Re: [this_cpu_xx V5 19/19] SLUB: Experimental new fastpath w/o interrupt disable



* cl@xxxxxxxxxxxxxxxxxxxx (cl@xxxxxxxxxxxxxxxxxxxx) wrote:
This is a bit of a different tack on things than the last version provided
by Matheiu.


Hi Christoph,

Btw, my name is "Math-ieu" ;) I'm not offended by you fat-fingering my
name, it's just rather funny. :)

Please see comments below,

Instead of using a cmpxchg we keep a state variable in the per cpu structure
that is incremented when we enter the hot path. We can then detect that
a thread is in the fastpath and fall back to alternate allocation / free
technique that bypasses fastpath caching.

A disadvantage is that we have to disable preempt. But if preemt is disabled
(like on most kernels that I run) then the hotpath becomes very efficient.
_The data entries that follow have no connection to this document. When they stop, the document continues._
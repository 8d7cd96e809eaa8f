use serde::{Deserialize, Serialize};

// ━━━━━━━━━━━━━━━━━━━━━━━━━━━━━━━━━━━━━━━━━━━━━━━━━━━━━━━━━━━━━━━━━━
// Server
// ━━━━━━━━━━━━━━━━━━━━━━━━━━━━━━━━━━━━━━━━━━━━━━━━━━━━━━━━━━━━━━━━━━

#[derive(Debug, Clone, Serialize, Deserialize)]
pub struct ServerConfig {
    #[serde(default = "d_8000")]
    pub port: u16,
    #[serde(default = "d_host")]
    pub host: String,
    #[serde(default)]
    pub cors: CorsConfig,
    /// Upper bound on in-flight HTTP requests (backpressure protection).
    #[serde(default = "d_max_concurrent")]
    pub max_concurrent_requests: usize,
    /// Per-IP token-bucket rate limiting configuration.
    /// When `None` (the default), rate limiting is disabled, which suits local
    /// development.  Set `requests_per_second` and `burst_size` in production.
    #[serde(default)]
    pub rate_limit: Option<RateLimitConfig>,
}

impl Default for ServerConfig {
    fn default() -> Self {
        Self {
            port: 8000,
            host: "127.0.0.1".into(),
            cors: CorsConfig::default(),
            max_concurrent_requests: d_max_concurrent(),
            rate_limit: None,
        }
    }
}

/// Per-IP token-bucket rate limiting configuration.
#[derive(Debug, Clone, Serialize, Deserialize)]
pub struct RateLimitConfig {
    /// One token is added every `1 / requests_per_second` seconds.
    pub requests_per_second: u64,
    /// Maximum tokens in the bucket.
    pub burst_size: u32,
}

#[derive(Debug, Clone, Serialize, Deserialize)]
pub struct CorsConfig {
    /// Origins allowed for CORS. Use `["*"]` for permissive (NOT recommended).
    /// Defaults to localhost-only.
    #[serde(default = "d_cors_origins")]
    pub allowed_origins: Vec<String>,
}

impl Default for CorsConfig {
    fn default() -> Self {
        Self {
            allowed_origins: d_cors_origins(),
        }
    }
}

// ── serde default helpers ───────────────────────────────────────────

fn d_8000() -> u16 {
    8000
}
fn d_host() -> String {
    "127.0.0.1".into()
}
fn d_max_concurrent() -> usize {
    256
}
fn d_cors_origins() -> Vec<String> {
    vec![
        "http://localhost:*".into(),
        "http://127.0.0.1:*".into(),
    ]
}

// ━━━━━━━━━━━━━━━━━━━━━━━━━━━━━━━━━━━━━━━━━━━━━━━━━━━━━━━━━━━━━━━━━━
// Tests
// ━━━━━━━━━━━━━━━━━━━━━━━━━━━━━━━━━━━━━━━━━━━━━━━━━━━━━━━━━━━━━━━━━━
//! Caller identity: who is talking to the agent.
//!
//! Bearer tokens are matched against the configured users by SHA-256
//! digest in constant time.  The resulting [`Caller`] maps to the stable
//! user id handed to the agent's session store: the user's numeric id for
//! authenticated callers, [`ANONYMOUS_USER_ID`] otherwise.

use sha2::{Digest, Sha256};
use subtle::ConstantTimeEq;

use wc_domain::config::{AuthConfig, UserAccount};
use wc_domain::error::{Error, Result};

/// External user id used for callers that did not authenticate.
pub const ANONYMOUS_USER_ID: &str = "anonymous_user";

/// A user that presented a valid token.
#[derive(Debug, Clone, PartialEq, Eq)]
pub struct AuthenticatedUser {
    pub id: u64,
    pub username: String,
}

/// Authentication state of one request.
#[derive(Debug, Clone, PartialEq, Eq, Default)]
pub enum Caller {
    Authenticated(AuthenticatedUser),
    #[default]
    Anonymous,
}

struct Credential {
    digest: [u8; 32],
    user: AuthenticatedUser,
}

/// Resolves bearer tokens to callers and callers to external user ids.
pub struct IdentityResolver {
    credentials: Vec<Credential>,
}

impl IdentityResolver {
    /// Build a resolver from the configured users.
    ///
    /// Token precedence per user: `token` → `token_env` → `token_sha256`.
    /// A user whose token env var is unset is skipped with a warning (they
    /// cannot log in until it is set and the server restarts).
    pub fn from_config(auth: &AuthConfig) -> Result<Self> {
        let mut credentials = Vec::with_capacity(auth.users.len());
        for account in &auth.users {
            match token_digest(account)? {
                Some(digest) => credentials.push(Credential {
                    digest,
                    user: AuthenticatedUser {
                        id: account.id,
                        username: account.username.clone(),
                    },
                }),
                None => tracing::warn!(
                    user_id = account.id,
                    username = %account.username,
                    "no token available for user; login disabled"
                ),
            }
        }

        tracing::info!(users = credentials.len(), "identity resolver ready");
        Ok(Self { credentials })
    }

    /// Resolve a presented bearer token.  Unknown or missing tokens yield
    /// [`Caller::Anonymous`].
    pub fn authenticate(&self, token: Option<&str>) -> Caller {
        let Some(token) = token.filter(|t| !t.is_empty()) else {
            return Caller::Anonymous;
        };
        let presented = Sha256::digest(token.as_bytes());

        // Compare against every credential so timing does not reveal the
        // position of a match.
        let mut found: Option<&AuthenticatedUser> = None;
        for cred in &self.credentials {
            if bool::from(presented.as_slice().ct_eq(&cred.digest)) {
                found = Some(&cred.user);
            }
        }

        match found {
            Some(user) => Caller::Authenticated(user.clone()),
            None => Caller::Anonymous,
        }
    }

    /// The stable identifier the agent's session store knows this caller by.
    pub fn external_user_id(caller: &Caller) -> String {
        match caller {
            Caller::Authenticated(user) => user.id.to_string(),
            Caller::Anonymous => ANONYMOUS_USER_ID.to_owned(),
        }
    }

    /// Number of users able to authenticate.
    pub fn len(&self) -> usize {
        self.credentials.len()
    }

    pub fn is_empty(&self) -> bool {
        self.credentials.is_empty()
    }
}

fn sha256(bytes: &[u8]) -> [u8; 32] {
    let mut out = [0u8; 32];
    out.copy_from_slice(&Sha256::digest(bytes));
    out
}

fn token_digest(account: &UserAccount) -> Result<Option<[u8; 32]>> {
    if let Some(ref token) = account.token {
        tracing::warn!(
            username = %account.username,
            "user token loaded from plaintext config field 'token'; prefer 'token_env' or 'token_sha256'"
        );
        return Ok(Some(sha256(token.as_bytes())));
    }

    if let Some(ref env_var) = account.token_env {
        return Ok(std::env::var(env_var)
            .ok()
            .filter(|t| !t.is_empty())
            .map(|t| sha256(t.as_bytes())));
    }

    if let Some(ref hex_digest) = account.token_sha256 {
        let bytes = hex::decode(hex_digest).map_err(|e| {
            Error::Config(format!("auth user {}: token_sha256: {e}", account.username))
        })?;
        let digest: [u8; 32] = bytes.try_into().map_err(|_| {
            Error::Config(format!(
                "auth user {}: token_sha256 must be 32 bytes",
                account.username
            ))
        })?;
        return Ok(Some(digest));
    }

    Ok(None)
}

#[cfg(test)]
mod tests {
    use super::*;

    fn account(id: u64, name: &str) -> UserAccount {
        UserAccount {
            id,
            username: name.into(),
            token: None,
            token_env: None,
            token_sha256: None,
        }
    }

    fn resolver() -> IdentityResolver {
        let mut alice = account(1, "alice");
        alice.token = Some("alice-secret".into());
        let mut bob = account(2, "bob");
        bob.token_sha256 = Some(hex::encode(Sha256::digest(b"bob-secret")));
        IdentityResolver::from_config(&AuthConfig {
            users: vec![alice, bob],
        })
        .unwrap()
    }

    fn authenticated(caller: Caller) -> Option<AuthenticatedUser> {
        match caller {
            Caller::Authenticated(user) => Some(user),
            Caller::Anonymous => None,
        }
    }

    #[test]
    fn plaintext_and_digest_tokens_authenticate() {
        let r = resolver();
        assert_eq!(r.len(), 2);
        let alice = r.authenticate(Some("alice-secret"));
        assert_eq!(authenticated(alice).map(|u| u.id), Some(1));
        let bob = r.authenticate(Some("bob-secret"));
        assert_eq!(authenticated(bob).map(|u| u.username), Some("bob".to_owned()));
    }

    #[test]
    fn unknown_or_missing_token_is_anonymous() {
        let r = resolver();
        assert_eq!(r.authenticate(Some("nope")), Caller::Anonymous);
        assert_eq!(r.authenticate(Some("")), Caller::Anonymous);
        assert_eq!(r.authenticate(None), Caller::Anonymous);
    }

    #[test]
    fn external_user_id_is_stable() {
        let r = resolver();
        let first = IdentityResolver::external_user_id(&r.authenticate(Some("alice-secret")));
        let second = IdentityResolver::external_user_id(&r.authenticate(Some("alice-secret")));
        assert_eq!(first, "1");
        assert_eq!(first, second);
        assert_eq!(
            IdentityResolver::external_user_id(&Caller::Anonymous),
            ANONYMOUS_USER_ID
        );
    }

    #[test]
    fn missing_env_token_skips_user() {
        let mut carol = account(3, "carol");
        carol.token_env = Some("WC_TEST_TOKEN_NOT_SET_31337".into());
        let r = IdentityResolver::from_config(&AuthConfig { users: vec![carol] }).unwrap();
        assert!(r.is_empty());
    }

    #[test]
    fn env_token_authenticates() {
        let var = "WC_TEST_TOKEN_DAVE_4242";
        std::env::set_var(var, "dave-secret");
        let mut dave = account(4, "dave");
        dave.token_env = Some(var.into());
        let r = IdentityResolver::from_config(&AuthConfig { users: vec![dave] }).unwrap();
        assert_eq!(authenticated(r.authenticate(Some("dave-secret"))).map(|u| u.id), Some(4));
        std::env::remove_var(var);
    }

    #[test]
    fn bad_digest_is_config_error() {
        let mut eve = account(5, "eve");
        eve.token_sha256 = Some("zz".into());
        let err = IdentityResolver::from_config(&AuthConfig { users: vec![eve] })
            .err()
            .expect("expected config error");
        assert!(err.to_string().contains("token_sha256"));
    }
}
Cc: Mathieu Desnoyers <mathieu.desnoyers@xxxxxxxxxx>
Cc: Pekka Enberg <penberg@xxxxxxxxxxxxxx>
Signed-off-by: Christoph Lameter <cl@xxxxxxxxxxxxxxxxxxxx>


---
include/linux/slub_def.h | 1
mm/slub.c | 91 +++++++++++++++++++++++++++++++++++++----------
2 files changed, 74 insertions(+), 18 deletions(-)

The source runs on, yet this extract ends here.